That example thing shows that we shouldn't make it a FISAME ioctl - we
should make it a fcntl() instead, and it would just be a companion to
F_DUPFD.

Doesn't that strike everybody as a *much* cleaner interface? I think
F_ISDUP would work very naturally indeed with F_DUPFD.

Yes? No?

Linus

2024-05-08 05:55:24

by Christian König

[permalink] [raw]
Subject: Re: [Linaro-mm-sig] Re: [PATCH] epoll: try to be a _bit_ better about file lifetimes

Am 07.05.24 um 21:07 schrieb Linus Torvalds:
> On Tue, 7 May 2024 at 11:04, Daniel Vetter <[email protected]> wrote:
>> On Tue, May 07, 2024 at 09:46:31AM -0700, Linus Torvalds wrote:
>>
>>> I'd be perfectly ok with adding a generic "FISAME" VFS level ioctl
>>> too, if this is possibly a more common thing. and not just DRM wants
>>> it.
>>>
>>> Would something like that work for you?
>> Yes.
>>
>> Adding Simon and Pekka as two of the usual suspects for this kind of
>> stuff.
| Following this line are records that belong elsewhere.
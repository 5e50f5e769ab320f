use std::collections::BTreeSet;
use std::hash::{Hash, Hasher};

use serde::{Deserialize, Serialize};

use crate::atom::Atom;

/// An entity that can supply atoms from outside, hold inventory on hand, or
/// own the tools needed to execute a design. A party with empty `tools` can
/// never act as a maker, regardless of what it supplies or stocks.
///
/// Equality and hashing are on `name` alone — parties are unique by name
/// within a catalog, the same as designs (§9 redesign).
#[derive(Debug, Clone, Serialize, Deserialize)]
pub struct Party {
    pub name: String,
    pub supplies: BTreeSet<Atom>,
    pub tools: BTreeSet<Atom>,
    pub inventory: BTreeSet<Atom>,
}

impl Party {
    pub fn new(
        name: impl Into<String>,
        supplies: impl IntoIterator<Item = Atom>,
        tools: impl IntoIterator<Item = Atom>,
        inventory: impl IntoIterator<Item = Atom>,
    ) -> Self {
        Self {
            name: name.into(),
            supplies: supplies.into_iter().collect(),
            tools: tools.into_iter().collect(),
            inventory: inventory.into_iter().collect(),
        }
    }

    /// Whether this party could act as a maker for a design needing `tools`.
    /// An empty tool requirement never has a compatible maker.
    pub fn has_tools_for(&self, tools: &BTreeSet<Atom>) -> bool {
        !tools.is_empty() && tools.is_subset(&self.tools)
    }
}

impl PartialEq for Party {
    fn eq(&self, other: &Self) -> bool {
        self.name == other.name
    }
}

impl Eq for Party {}

impl Hash for Party {
    fn hash<H: Hasher>(&self, state: &mut H) {
        self.name.hash(state);
    }
}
Also example code (the int return value is just so that callers know
>> when kcmp isn't available, they all only care about equality):
>>
>> https://gitlab.freedesktop.org/mesa/mesa/-/blob/main/src/util/os_file.c#L239
> That example thing shows that we shouldn't make it a FISAME ioctl - we
> should make it a fcntl() instead, and it would just be a companion to
> F_DUPFD.
>
> Doesn't that strike everybody as a *much* cleaner interface? I think
> F_ISDUP would work very naturally indeed with F_DUPFD.
>
> Yes? No?

Sounds absolutely sane to me.

Christian.

>
> Linus


2024-05-08 08:00:23

by Michel Dänzer

[permalink] [raw]
Subject: Re: [Linaro-mm-sig] Re: [PATCH] epoll: try to be a _bit_ better about file lifetimes

On 2024-05-07 19:45, Christian König wrote:
> Am 07.05.24 um 18:46 schrieb Linus Torvalds:
>>
>> Just what are the requirements for the GPU stack? Is one of the file
>> descriptors "trusted", IOW, you know what kind it is?
>>
>> Because dammit, it's *so* easy to do. You could just add a core DRM
>> ioctl for it. Literally just
>>
>>          struct fd f1 = fdget(fd1);
>>          struct fd f2 = fdget(fd2);
>>          int same;
>>
>>          same = f1.file && f1.file == f2.file;
>>          fdput(fd1);
>>          fdput(fd2);
>>          return same;
>>
>> where the only question is if you also woudl want to deal with O_PATH
>> fd's, in which case the "fdget()" would be "fdget_raw()".
>>
>> Honestly, adding some DRM ioctl for this sounds hacky, but it sounds
>> less hacky than relying on EPOLL or KCMP.
>>
>> I'd be perfectly ok with adding a generic "FISAME" VFS level ioctl
>> too, if this is possibly a more common thing. and not just DRM wants
>> it.
>>
>> Would something like that work for you?
>
> Well the generic approach yes, the DRM specific one maybe. IIRC we need to be able to compare both DRM as well as DMA-buf file descriptors.
>
> The basic problem userspace tries to solve is that drivers might get the same fd through two different code paths.
>
> For example application using OpenGL/Vulkan for rendering and VA-API for video decoding/encoding at the same time.
>
> Both APIs get a fd which identifies the device to use. It can be the same, but it doesn't have to.
>
> If it's the same device driver connection (or in kernel speak underlying struct file) then you can optimize away importing and exporting of buffers for example.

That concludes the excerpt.